## Exercise details
Hunt through the entries for the word "Deserialize" and copy each line in which it appears.

[Stored items]
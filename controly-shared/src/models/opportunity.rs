/// Opportunity model and database operations
///
/// Opportunities are sales deals tracked by the `CRM` module and its counted
/// resource. Values are stored in cents.
///
/// # Schema
///
/// ```sql
/// CREATE TYPE opportunity_stage AS ENUM (
///     'LEAD', 'QUALIFIED', 'PROPOSAL', 'NEGOTIATION', 'WON', 'LOST'
/// );
///
/// CREATE TABLE opportunities (
///     id UUID PRIMARY KEY DEFAULT gen_random_uuid(),
///     business_account_id UUID NOT NULL REFERENCES business_accounts(id),
///     company_id UUID REFERENCES companies(id) ON DELETE SET NULL,
///     owner_id UUID REFERENCES users(id) ON DELETE SET NULL,
///     title VARCHAR(255) NOT NULL,
///     value_cents BIGINT NOT NULL DEFAULT 0,
///     stage opportunity_stage NOT NULL DEFAULT 'LEAD',
///     expected_close_date DATE,
///     created_at TIMESTAMPTZ NOT NULL DEFAULT NOW(),
///     updated_at TIMESTAMPTZ NOT NULL DEFAULT NOW(),
///     deleted_at TIMESTAMPTZ
/// );
/// ```

use chrono::{DateTime, NaiveDate, Utc};
use serde::{Deserialize, Serialize};
use sqlx::PgExecutor;
use uuid::Uuid;

const OPPORTUNITY_COLUMNS: &str = "id, business_account_id, company_id, owner_id, title, value_cents, \
                                   stage, expected_close_date, created_at, updated_at, deleted_at";

/// Pipeline stage of an opportunity
#[derive(Debug, Clone, Copy, PartialEq, Eq, Serialize, Deserialize, sqlx::Type)]
#[sqlx(type_name = "opportunity_stage", rename_all = "SCREAMING_SNAKE_CASE")]
#[serde(rename_all = "SCREAMING_SNAKE_CASE")]
pub enum OpportunityStage {
    Lead,
    Qualified,
    Proposal,
    Negotiation,
    Won,
    Lost,
}

impl OpportunityStage {
    pub fn as_str(&self) -> &'static str {
        match self {
            OpportunityStage::Lead => "LEAD",
            OpportunityStage::Qualified => "QUALIFIED",
            OpportunityStage::Proposal => "PROPOSAL",
            OpportunityStage::Negotiation => "NEGOTIATION",
            OpportunityStage::Won => "WON",
            OpportunityStage::Lost => "LOST",
        }
    }

    /// Won or lost
    pub fn is_closed(&self) -> bool {
        matches!(self, OpportunityStage::Won | OpportunityStage::Lost)
    }
}

/// Opportunity record
#[derive(Debug, Clone, Serialize, Deserialize, sqlx::FromRow)]
#[serde(rename_all = "camelCase")]
pub struct Opportunity {
    pub id: Uuid,
    pub business_account_id: Uuid,
    pub company_id: Option<Uuid>,
    pub owner_id: Option<Uuid>,
    pub title: String,
    pub value_cents: i64,
    pub stage: OpportunityStage,
    pub expected_close_date: Option<NaiveDate>,
    pub created_at: DateTime<Utc>,
    pub updated_at: DateTime<Utc>,

    #[serde(skip_serializing_if = "Option::is_none")]
    pub deleted_at: Option<DateTime<Utc>>,
}

/// Input for creating an opportunity
#[derive(Debug, Clone, Serialize, Deserialize)]
pub struct CreateOpportunity {
    pub company_id: Option<Uuid>,
    pub owner_id: Option<Uuid>,
    pub title: String,
    pub value_cents: i64,
    pub stage: OpportunityStage,
    pub expected_close_date: Option<NaiveDate>,
}

/// Input for updating an opportunity; `None` fields are left untouched
#[derive(Debug, Clone, Default, Serialize, Deserialize)]
pub struct UpdateOpportunity {
    pub company_id: Option<Uuid>,
    pub owner_id: Option<Uuid>,
    pub title: Option<String>,
    pub value_cents: Option<i64>,
    pub stage: Option<OpportunityStage>,
    pub expected_close_date: Option<NaiveDate>,
}

impl Opportunity {
    pub async fn create<'e, E>(
        executor: E,
        account_id: Uuid,
        data: CreateOpportunity,
    ) -> Result<Self, sqlx::Error>
    where
        E: PgExecutor<'e>,
    {
        sqlx::query_as::<_, Opportunity>(&format!(
            r#"
            INSERT INTO opportunities (business_account_id, company_id, owner_id, title,
                                       value_cents, stage, expected_close_date)
            VALUES ($1, $2, $3, $4, $5, $6, $7)
            RETURNING {OPPORTUNITY_COLUMNS}
            "#
        ))
        .bind(account_id)
        .bind(data.company_id)
        .bind(data.owner_id)
        .bind(data.title)
        .bind(data.value_cents)
        .bind(data.stage)
        .bind(data.expected_close_date)
        .fetch_one(executor)
        .await
    }

    pub async fn find_by_id<'e, E>(
        executor: E,
        account_id: Uuid,
        id: Uuid,
    ) -> Result<Option<Self>, sqlx::Error>
    where
        E: PgExecutor<'e>,
    {
        sqlx::query_as::<_, Opportunity>(&format!(
            "SELECT {OPPORTUNITY_COLUMNS} FROM opportunities \
             WHERE id = $1 AND business_account_id = $2 AND deleted_at IS NULL"
        ))
        .bind(id)
        .bind(account_id)
        .fetch_optional(executor)
        .await
    }

    /// Lists opportunities of an account, newest first, optionally by stage
    pub async fn list_by_account<'e, E>(
        executor: E,
        account_id: Uuid,
        stage: Option<OpportunityStage>,
        limit: i64,
        offset: i64,
    ) -> Result<Vec<Self>, sqlx::Error>
    where
        E: PgExecutor<'e>,
    {
        sqlx::query_as::<_, Opportunity>(&format!(
            r#"
            SELECT {OPPORTUNITY_COLUMNS}
            FROM opportunities
            WHERE business_account_id = $1
              AND deleted_at IS NULL
              AND ($2::opportunity_stage IS NULL OR stage = $2)
            ORDER BY created_at DESC
            LIMIT $3 OFFSET $4
            "#
        ))
        .bind(account_id)
        .bind(stage)
        .bind(limit)
        .bind(offset)
        .fetch_all(executor)
        .await
    }

    pub async fn update<'e, E>(
        executor: E,
        account_id: Uuid,
        id: Uuid,
        data: UpdateOpportunity,
    ) -> Result<Option<Self>, sqlx::Error>
    where
        E: PgExecutor<'e>,
    {
        sqlx::query_as::<_, Opportunity>(&format!(
            r#"
            UPDATE opportunities SET
                company_id = COALESCE($3, company_id),
                owner_id = COALESCE($4, owner_id),
                title = COALESCE($5, title),
                value_cents = COALESCE($6, value_cents),
                stage = COALESCE($7, stage),
                expected_close_date = COALESCE($8, expected_close_date),
                updated_at = NOW()
            WHERE id = $1 AND business_account_id = $2 AND deleted_at IS NULL
            RETURNING {OPPORTUNITY_COLUMNS}
            "#
        ))
        .bind(id)
        .bind(account_id)
        .bind(data.company_id)
        .bind(data.owner_id)
        .bind(data.title)
        .bind(data.value_cents)
        .bind(data.stage)
        .bind(data.expected_close_date)
        .fetch_optional(executor)
        .await
    }

    pub async fn soft_delete<'e, E>(executor: E, account_id: Uuid, id: Uuid) -> Result<bool, sqlx::Error>
    where
        E: PgExecutor<'e>,
    {
        let result = sqlx::query(
            "UPDATE opportunities SET deleted_at = NOW(), updated_at = NOW() \
             WHERE id = $1 AND business_account_id = $2 AND deleted_at IS NULL",
        )
        .bind(id)
        .bind(account_id)
        .execute(executor)
        .await?;

        Ok(result.rows_affected() > 0)
    }

    /// Live opportunity count of an account (`CRM` module resource count)
    pub async fn count_by_account<'e, E>(executor: E, account_id: Uuid) -> Result<i64, sqlx::Error>
    where
        E: PgExecutor<'e>,
    {
        sqlx::query_scalar(
            "SELECT COUNT(*) FROM opportunities WHERE business_account_id = $1 AND deleted_at IS NULL",
        )
        .bind(account_id)
        .fetch_one(executor)
        .await
    }
}

#[cfg(test)]
mod tests {
    use super::*;

    #[test]
    fn test_closed_stages() {
        assert!(OpportunityStage::Won.is_closed());
        assert!(OpportunityStage::Lost.is_closed());
        assert!(!OpportunityStage::Negotiation.is_closed());
    }

    #[test]
    fn test_stage_serde_matches_database_labels() {
        for stage in [
            OpportunityStage::Lead,
            OpportunityStage::Qualified,
            OpportunityStage::Proposal,
            OpportunityStage::Negotiation,
            OpportunityStage::Won,
            OpportunityStage::Lost,
        ] {
            let json = serde_json::to_string(&stage).unwrap();
            assert_eq!(json, format!("\"{}\"", stage.as_str()));
        }
    }
}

## Answer to the exercise
use serde::{Deserialize, Serialize};
#[derive(Debug, Clone, Copy, PartialEq, Eq, Serialize, Deserialize, sqlx::Type)]
#[derive(Debug, Clone, Serialize, Deserialize, sqlx::FromRow)]
#[derive(Debug, Clone, Serialize, Deserialize)]
#[derive(Debug, Clone, Default, Serialize, Deserialize)]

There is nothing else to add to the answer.